*** Opening TASK DATA ***
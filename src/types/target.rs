//! 扫描目标
//!
//! A target is either an uploaded file (identified by its content hash) or a
//! URL (identified by its canonical string). Targets are validated on
//! construction and immutable afterwards.

use crate::errors::TargetError;
use reqwest::Url;
use serde::{Deserialize, Serialize};
use sha2::{Digest, Sha256};

const APK_MIME_TYPE: &str = "application/vnd.android.package-archive";
const DEFAULT_MIME_TYPE: &str = "application/octet-stream";

/// 目标类型
#[derive(Debug, Clone, Copy, PartialEq, Eq, Hash, Serialize, Deserialize)]
#[serde(rename_all = "lowercase")]
pub enum TargetKind {
    File,
    Url,
}

impl std::fmt::Display for TargetKind {
    fn fmt(&self, f: &mut std::fmt::Formatter<'_>) -> std::fmt::Result {
        match self {
            TargetKind::File => write!(f, "file"),
            TargetKind::Url => write!(f, "url"),
        }
    }
}

/// 文件目标
#[derive(Debug, Clone, PartialEq, Eq, Serialize, Deserialize)]
#[serde(rename_all = "camelCase")]
pub struct FileTarget {
    /// 内容哈希（小写十六进制）
    pub content_hash: String,
    /// 文件大小（字节）
    pub size: u64,
    /// MIME 类型
    pub mime_type: String,
    #[serde(skip_serializing_if = "Option::is_none", default)]
    pub file_name: Option<String>,
    #[serde(skip_serializing_if = "Option::is_none", default)]
    pub md5: Option<String>,
}

impl FileTarget {
    /// Android 安装包按文件处理，仅在报告中单独标记
    pub fn is_apk(&self) -> bool {
        self.mime_type.eq_ignore_ascii_case(APK_MIME_TYPE)
            || self
                .file_name
                .as_deref()
                .map(|name| name.to_ascii_lowercase().ends_with(".apk"))
                .unwrap_or(false)
    }
}

/// URL 目标
#[derive(Debug, Clone, PartialEq, Eq, Serialize, Deserialize)]
#[serde(rename_all = "camelCase")]
pub struct UrlTarget {
    /// 规范化后的 URL
    pub url: String,
    pub domain: String,
    pub protocol: String,
    pub path: String,
}

/// 扫描目标
#[derive(Debug, Clone, PartialEq, Eq, Serialize, Deserialize)]
#[serde(tag = "kind", rename_all = "lowercase")]
pub enum ScanTarget {
    File(FileTarget),
    Url(UrlTarget),
}

impl ScanTarget {
    /// Builds a file target from an already computed content hash.
    pub fn file(
        content_hash: impl AsRef<str>,
        size: u64,
        mime_type: impl Into<String>,
    ) -> Result<Self, TargetError> {
        let content_hash = normalize_hash(content_hash.as_ref())?;
        Ok(ScanTarget::File(FileTarget {
            content_hash,
            size,
            mime_type: mime_or_default(mime_type.into()),
            file_name: None,
            md5: None,
        }))
    }

    /// Hashes raw upload bytes. SHA-256 becomes the identity, MD5 is kept for
    /// the technical details section of the report.
    pub fn from_bytes(bytes: &[u8], mime_type: impl Into<String>, file_name: Option<String>) -> Self {
        let content_hash = hex::encode(Sha256::digest(bytes));
        let md5 = format!("{:x}", md5::compute(bytes));
        ScanTarget::File(FileTarget {
            content_hash,
            size: bytes.len() as u64,
            mime_type: mime_or_default(mime_type.into()),
            file_name,
            md5: Some(md5),
        })
    }

    /// Parses and canonicalises an absolute http(s) URL.
    pub fn url(raw: &str) -> Result<Self, TargetError> {
        let trimmed = raw.trim();
        if trimmed.is_empty() {
            return Err(TargetError::EmptyUrl);
        }

        let parsed = Url::parse(trimmed).map_err(|e| TargetError::InvalidUrl {
            url: trimmed.to_string(),
            reason: e.to_string(),
        })?;

        match parsed.scheme() {
            "http" | "https" => {}
            other => return Err(TargetError::UnsupportedScheme(other.to_string())),
        }

        let domain = match parsed.host_str() {
            Some(host) if !host.is_empty() => host.to_string(),
            _ => return Err(TargetError::MissingHost(trimmed.to_string())),
        };

        Ok(ScanTarget::Url(UrlTarget {
            url: parsed.as_str().to_string(),
            domain,
            protocol: parsed.scheme().to_string(),
            path: parsed.path().to_string(),
        }))
    }

    pub fn kind(&self) -> TargetKind {
        match self {
            ScanTarget::File(_) => TargetKind::File,
            ScanTarget::Url(_) => TargetKind::Url,
        }
    }

    /// Identity used for idempotence: the content hash for files, the
    /// canonical URL string for URLs.
    pub fn identity(&self) -> &str {
        match self {
            ScanTarget::File(file) => &file.content_hash,
            ScanTarget::Url(url) => &url.url,
        }
    }

    /// Human facing label for reports and logs.
    pub fn display_name(&self) -> &str {
        match self {
            ScanTarget::File(file) => file.file_name.as_deref().unwrap_or(&file.content_hash),
            ScanTarget::Url(url) => &url.url,
        }
    }

    pub fn is_apk(&self) -> bool {
        matches!(self, ScanTarget::File(file) if file.is_apk())
    }
}

fn normalize_hash(raw: &str) -> Result<String, TargetError> {
    let hash = raw.trim();
    if hash.is_empty() {
        return Err(TargetError::MissingHash);
    }
    let valid_len = matches!(hash.len(), 32 | 40 | 64);
    if !valid_len || !hash.chars().all(|c| c.is_ascii_hexdigit()) {
        return Err(TargetError::InvalidHash(hash.to_string()));
    }
    Ok(hash.to_ascii_lowercase())
}

fn mime_or_default(mime: String) -> String {
    if mime.trim().is_empty() {
        DEFAULT_MIME_TYPE.to_string()
    } else {
        mime
    }
}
*** Closing TASK DATA ***
TASK DIRECTIONS:
If a line in the entries above holds the word "parsed", count it; then report the total alone.

EXERCISE RESULT:
6